There are certain key rules to keep in mind: (1) in custody cases, if anyone still lives in the state that issued the order, only the court in that state has the power to decide whether to exercise jurisdiction; and (2) in support cases, if anyone still lives in the state that issued the order, only the parties have the power to transfer or retain jurisdiction. The change of jurisdiction must be done specifically in accordance with the processes set forth in the applicable statutes, or subject matter jurisdiction will not lie here or in the new state.22

If a judicial officer or attorney is trying to determine how to proceed in the enforcement or modification of an existing interstate domestic order, the following questions should be considered or asked of the parties when drafting or reviewing the pleadings, or at the initial hearing:

1) Was there a proper basis for entry of the initial order (is the existing order entitled to full faith and credit under the statutes)?23 NOTE: The jurisdictional basis for entry of the order must not only be consistent with the UCCJEA, the UIFSA, and PKPA, and the FFCCSOA, but the same must pass constitutional muster under the U.S. and Colorado Constitutions.24
2) Does any party to the original dispute (exclude the Child Support Enforcement Agency, but include grandparents or stepparents) still live in the state that issued the order? (C.R.S. § 14-5-205(a)(1); C.R.S. § 14-13-203.)

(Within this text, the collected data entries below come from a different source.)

//! In-memory container and the path triad it is bound to

use crate::mesh::header::declares_geometry;
use crate::payload::type_ids;
use crate::toc::builder::{TocBuffers, TocBuilder};
use crate::toc::constants::{GPU_SUFFIX, HEADER_RESERVED_SIZE, STREAM_SUFFIX};
use crate::toc::entry::{EntryData, EntryKey, TocEntry};
use crate::toc::error::{TocError, TocResult};
use crate::toc::header::{TocEntryRecord, TocHeader, TocTypeRecord};
use binrw::BinRead;
use bytes::Bytes;
use std::collections::HashMap;
use std::ffi::OsString;
use std::fs;
use std::io::Cursor;
use std::path::{Path, PathBuf};
use tracing::{debug, warn};

/// A type group: the entries sharing one type hash
#[derive(Debug, Clone, Copy, PartialEq, Eq)]
pub struct TocType {
    /// Type hash
    pub type_id: u64,
    /// Uninterpreted record word, preserved
    pub unused: u64,
    /// Uninterpreted record word, preserved
    pub unknown_16: u32,
    /// Uninterpreted record word, preserved
    pub unknown_64: u32,
}

impl TocType {
    /// Group record for a type first seen in this session
    pub const fn new(type_id: u64) -> Self {
        Self {
            type_id,
            unused: 0,
            unknown_16: 16,
            unknown_64: 64,
        }
    }
}

impl From<&TocTypeRecord> for TocType {
    fn from(record: &TocTypeRecord) -> Self {
        Self {
            type_id: record.type_id,
            unused: record.unused,
            unknown_16: record.unknown_16,
            unknown_64: record.unknown_64,
        }
    }
}

/// Keys of a container read without its payloads
#[derive(Debug, Clone, Default, PartialEq, Eq)]
pub struct TocListing {
    /// Type hashes in group order
    pub types: Vec<u64>,
    /// Entry keys in file order
    pub keys: Vec<EntryKey>,
}

impl TocListing {
    /// Whether the listing holds an entry with this key
    pub fn contains(&self, key: EntryKey) -> bool {
        self.keys.contains(&key)
    }

    /// Whether the listing holds an entry with this file id, of any type
    pub fn contains_file(&self, file_id: u64) -> bool {
        self.keys.iter().any(|key| key.file_id == file_id)
    }
}

/// A parsed container: type groups plus entries keyed by `(file_id, type_id)`
#[derive(Debug, Clone)]
pub struct TocFile {
    path: PathBuf,
    name: String,
    local_name: String,
    pub(crate) reserved: u32,
    pub(crate) reserved_block: [u8; HEADER_RESERVED_SIZE],
    types: Vec<TocType>,
    entries: Vec<TocEntry>,
    lookup: HashMap<EntryKey, usize>,
}

impl TocFile {
    /// Create an empty container bound to `path`
    pub fn new(path: impl Into<PathBuf>) -> Self {
        let mut toc = Self {
            path: PathBuf::new(),
            name: String::new(),
            local_name: String::new(),
            reserved: 0,
            reserved_block: [0; HEADER_RESERVED_SIZE],
            types: Vec::new(),
            entries: Vec::new(),
            lookup: HashMap::new(),
        };
        toc.set_path(path);
        toc
    }

    /// Read and parse the container triad at `path`
    ///
    /// Missing sibling files are treated as empty.
    pub fn load<P: AsRef<Path>>(path: P) -> TocResult<Self> {
        let path = path.as_ref();
        let index = Bytes::from(fs::read(path)?);
        let gpu = read_optional(&sibling_path(path, GPU_SUFFIX))?;
        let stream = read_optional(&sibling_path(path, STREAM_SUFFIX))?;

        let mut toc = Self::parse(index, gpu, stream)?;
        toc.set_path(path);
        debug!(
            "Loaded container {} with {} types and {} entries",
            toc.name,
            toc.types.len(),
            toc.entries.len()
        );
        Ok(toc)
    }

    /// Parse a container from its three file buffers
    ///
    /// Payloads are slices of the input buffers, not copies.
    pub fn parse(index: Bytes, gpu: Bytes, stream: Bytes) -> TocResult<Self> {
        let (header, types, records) = read_tables(&index)?;

        let mut toc = Self::new("");
        toc.reserved = header.reserved;
        toc.reserved_block = header.reserved_block;
        toc.types = group_types(&types, &records);

        for record in &records {
            let data = EntryData {
                index: slice_payload(&index, record, "index", record.index_offset, record.index_size)?,
                gpu: slice_payload(&gpu, record, "gpu", record.gpu_offset, record.gpu_size)?,
                stream: slice_payload(
                    &stream,
                    record,
                    "stream",
                    record.stream_offset,
                    record.stream_size,
                )?,
            };

            if record.type_id == type_ids::MESH && declares_geometry(&data.index) == Some(false) {
                return Err(TocError::MissingGeometry(record.file_id));
            }

            toc.push_entry(TocEntry::from_record(record, data))?;
        }

        Ok(toc)
    }

    /// Read only the header and tables of the index file at `path`
    pub fn read_listing<P: AsRef<Path>>(path: P) -> TocResult<TocListing> {
        let index = fs::read(path)?;
        Self::parse_listing(&index)
    }

    /// Parse only the header and tables of an index buffer
    pub fn parse_listing(index: &[u8]) -> TocResult<TocListing> {
        let (_, types, records) = read_tables(index)?;
        Ok(TocListing {
            types: types.iter().map(|t| t.type_id).collect(),
            keys: records
                .iter()
                .map(|r| EntryKey::new(r.file_id, r.type_id))
                .collect(),
        })
    }

    /// Encode the three files
    pub fn to_buffers(&self) -> TocResult<TocBuffers> {
        TocBuilder::new(self).build()
    }

    /// Encode and write the triad to `path`
    pub fn save<P: AsRef<Path>>(&self, path: P) -> TocResult<()> {
        let path = path.as_ref();
        let buffers = self.to_buffers()?;
        fs::write(path, &buffers.index)?;
        fs::write(sibling_path(path, GPU_SUFFIX), &buffers.gpu)?;
        fs::write(sibling_path(path, STREAM_SUFFIX), &buffers.stream)?;
        debug!(
            "Wrote container {} ({} index, {} gpu, {} stream bytes)",
            path.display(),
            buffers.index.len(),
            buffers.gpu.len(),
            buffers.stream.len()
        );
        Ok(())
    }

    /// Write to the bound path and snapshot every entry as persisted
    pub fn write(&mut self) -> TocResult<()> {
        self.save(&self.path)?;
        for entry in &mut self.entries {
            entry.mark_persisted();
        }
        Ok(())
    }

    /// Empty container sharing this one's path and header words
    pub fn shell_clone(&self) -> Self {
        Self {
            path: self.path.clone(),
            name: self.name.clone(),
            local_name: self.local_name.clone(),
            reserved: self.reserved,
            reserved_block: self.reserved_block,
            types: Vec::new(),
            entries: Vec::new(),
            lookup: HashMap::new(),
        }
    }

    /// Index file path
    pub fn path(&self) -> &Path {
        &self.path
    }

    /// Rebind to a new path, updating the display name
    pub fn set_path(&mut self, path: impl Into<PathBuf>) {
        self.path = path.into();
        self.name = self
            .path
            .file_name()
            .map(|name| name.to_string_lossy().into_owned())
            .unwrap_or_default();
        if self.local_name.is_empty() {
            self.local_name.clone_from(&self.name);
        }
    }

    /// File name of the index path
    pub fn name(&self) -> &str {
        &self.name
    }

    /// User-facing name
    pub fn local_name(&self) -> &str {
        &self.local_name
    }

    /// Set the user-facing name
    pub fn set_local_name(&mut self, name: impl Into<String>) {
        self.local_name = name.into();
    }

    /// Type groups in layout order
    pub fn types(&self) -> &[TocType] {
        &self.types
    }

    /// Number of entries
    pub fn len(&self) -> usize {
        self.entries.len()
    }

    /// Whether the container holds no entries
    pub fn is_empty(&self) -> bool {
        self.entries.is_empty()
    }

    /// Entries in insertion order
    pub fn iter(&self) -> impl Iterator<Item = &TocEntry> {
        self.entries.iter()
    }

    /// Mutable entries in insertion order
    pub fn iter_mut(&mut self) -> impl Iterator<Item = &mut TocEntry> {
        self.entries.iter_mut()
    }

    /// Whether an entry with this key exists
    pub fn contains(&self, key: EntryKey) -> bool {
        self.lookup.contains_key(&key)
    }

    /// Whether any entry has one of the given types
    pub fn has_any_type(&self, type_ids: &[u64]) -> bool {
        self.types.iter().any(|t| type_ids.contains(&t.type_id))
    }

    /// Look up an entry
    pub fn entry(&self, key: EntryKey) -> Option<&TocEntry> {
        self.lookup.get(&key).map(|&i| &self.entries[i])
    }

    /// Look up an entry for mutation
    pub fn entry_mut(&mut self, key: EntryKey) -> Option<&mut TocEntry> {
        self.lookup.get(&key).map(|&i| &mut self.entries[i])
    }

    /// First entry with this file id, of any type
    pub fn entry_by_file_id(&self, file_id: u64) -> Option<&TocEntry> {
        self.entries.iter().find(|e| e.file_id() == file_id)
    }

    /// Insert an entry, appending a type group for a new type
    ///
    /// Fails without mutating if the key is taken.
    pub fn add_entry(&mut self, entry: TocEntry) -> TocResult<()> {
        if self.contains(entry.key()) {
            return Err(duplicate(entry.key()));
        }
        if !self.types.iter().any(|t| t.type_id == entry.type_id()) {
            self.types.push(TocType::new(entry.type_id()));
        }
        self.push_entry(entry)
    }

    /// Remove an entry, dropping its type group if it was the last of its type
    pub fn remove_entry(&mut self, key: EntryKey) -> Option<TocEntry> {
        let position = self.lookup.remove(&key)?;
        let entry = self.entries.remove(position);
        self.reindex();
        if !self.entries.iter().any(|e| e.type_id() == key.type_id) {
            self.types.retain(|t| t.type_id != key.type_id);
        }
        Some(entry)
    }

    /// Change an entry's file id in place
    pub fn rename_entry(&mut self, key: EntryKey, file_id: u64) -> TocResult<()> {
        let new_key = EntryKey::new(file_id, key.type_id);
        if new_key == key {
            return Ok(());
        }
        if self.contains(new_key) {
            return Err(duplicate(new_key));
        }
        let position = self.lookup.remove(&key).ok_or(TocError::EntryNotFound {
            file_id: key.file_id,
            type_id: key.type_id,
        })?;
        self.entries[position].set_file_id(file_id);
        self.lookup.insert(new_key, position);
        Ok(())
    }

    fn push_entry(&mut self, entry: TocEntry) -> TocResult<()> {
        let key = entry.key();
        if self.lookup.contains_key(&key) {
            return Err(duplicate(key));
        }
        self.lookup.insert(key, self.entries.len());
        self.entries.push(entry);
        Ok(())
    }

    fn reindex(&mut self) {
        self.lookup = self
            .entries
            .iter()
            .enumerate()
            .map(|(i, e)| (e.key(), i))
            .collect();
    }
}

fn duplicate(key: EntryKey) -> TocError {
    TocError::DuplicateKey {
        file_id: key.file_id,
        type_id: key.type_id,
    }
}

fn read_tables(index: &[u8]) -> TocResult<(TocHeader, Vec<TocTypeRecord>, Vec<TocEntryRecord>)> {
    let mut cursor = Cursor::new(index);
    let header = TocHeader::read(&mut cursor)?;
    header.validate()?;

    let types = (0..header.num_types)
        .map(|_| TocTypeRecord::read(&mut cursor))
        .collect::<Result<Vec<_>, _>>()?;
    let records = (0..header.num_files)
        .map(|_| TocEntryRecord::read(&mut cursor))
        .collect::<Result<Vec<_>, _>>()?;
    Ok((header, types, records))
}

/// Type groups for the parsed entries
///
/// Repeated records keep their first occurrence. Entry types without a record
/// get a fresh group after the recorded ones, so every entry is written back.
fn group_types(types: &[TocTypeRecord], records: &[TocEntryRecord]) -> Vec<TocType> {
    let mut groups: Vec<TocType> = Vec::with_capacity(types.len());
    for record in types {
        if groups.iter().any(|t| t.type_id == record.type_id) {
            warn!("Dropping repeated type record {:016x}", record.type_id);
            continue;
        }
        groups.push(TocType::from(record));
    }
    for record in records {
        if !groups.iter().any(|t| t.type_id == record.type_id) {
            warn!(
                "Entry {:016x} has type {:016x} without a type record",
                record.file_id, record.type_id
            );
            groups.push(TocType::new(record.type_id));
        }
    }
    groups
}

fn slice_payload(
    file: &Bytes,
    record: &TocEntryRecord,
    region: &'static str,
    offset: u64,
    size: u32,
) -> TocResult<Bytes> {
    if size == 0 {
        return Ok(Bytes::new());
    }
    let start = usize::try_from(offset).ok();
    let end = start.and_then(|s| s.checked_add(size as usize));
    match (start, end) {
        (Some(start), Some(end)) if end <= file.len() => Ok(file.slice(start..end)),
        _ => Err(TocError::PayloadOutOfBounds {
            file_id: record.file_id,
            region,
            offset,
            size,
            available: file.len(),
        }),
    }
}

fn read_optional(path: &Path) -> TocResult<Bytes> {
    match fs::read(path) {
        Ok(data) => Ok(Bytes::from(data)),
        Err(e) if e.kind() == std::io::ErrorKind::NotFound => Ok(Bytes::new()),
        Err(e) => Err(e.into()),
    }
}

/// Path of a sibling payload file, e.g. `<path>.gpu_resources`
pub fn sibling_path(path: &Path, suffix: &str) -> PathBuf {
    let mut name = OsString::from(path.as_os_str());
    name.push(suffix);
    PathBuf::from(name)
}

a) If the issue is child support, the party still living in the issuing state agrees with the other parties in writing to a transfer of jurisdiction to the state of residence of the other party or the child, and the written agreement is filed in the court of the issuing state prior to filing any request for modification in the new state. C.R.S. §§ 14-5-205(a)(2) and -611(a)(2); 28 U.S.C. §§ 1738B(e) and (i).25
b) If the issue is custody, the parent complied with provisions of the existing custody order, C.R.S. §§ 14-13-207 and -208; the children have lost a significant connection with the issuing state; substantial evidence concerning the children is no longer available in the issuing state; the children have established significant connections with a new state; and the court in the issuing state relinquishes jurisdiction to the Colorado court pursuant to a pending motion. C.R.S. § 14-13-202(1)(a).26
c) If the issue is custody, the issuing state relinquished jurisdiction in a prior proceeding.27

If Colorado was not the issuing state and a party or the child still lives in the issuing state, unless the above standards are met, the issuing state's order can be registered in Colorado for enforcement only,28 and only if proper jurisdiction for such registration exists. C.R.S. §§ 14-5-607(a)(1), 14-11-101, and 14-13-305.29 This requirement was at issue in the 2012 case of In re Marriage of Brandt, 268 P.3d 406 (Colo. 2012). In Brandt, two state courts battled over where the mother "presently resided." The mother and father were divorced in Maryland, and shared joint custody of their son. The mother was thereafter sequentially stationed by the army in Texas, Iraq, and Texas. While the mother was in Iraq, the father had the child with him in Colorado, and the child was returned to the mother when she returned to Texas from Iraq. The mother was notified that she was being transferred back to Maryland, but she had not yet returned when the father registered the Maryland order in Colorado under the UCCJEA. The Maryland court found the mother continued to "presently reside" in Maryland, based on many facts reflecting that the mother had always maintained significant aspects of residency there. The Colorado judge found the mother did not "currently reside" in Maryland, and that Colorado now had jurisdiction to modify custody. The Colorado Supreme Court reversed the trial court, and set forth a procedure for determining whether all parties and/or children have left the issuing state:

1) The Colorado court must confer with the court in the issuing state and must hold a hearing in Colorado if the continuing residence of any party or child in the issuing state is contested.
2) The moving party bears the burden of proving that neither party nor the child "presently resides" in the issuing state. The supreme court clarified that "home state" is only a priority for the exercise of initial jurisdiction, not when determining whether the issuing state's jurisdiction continues.
3) A determination of where a person "presently resides" requires consideration of a totality of the circumstances, not just physical presence, and does not equate to "technical domicile."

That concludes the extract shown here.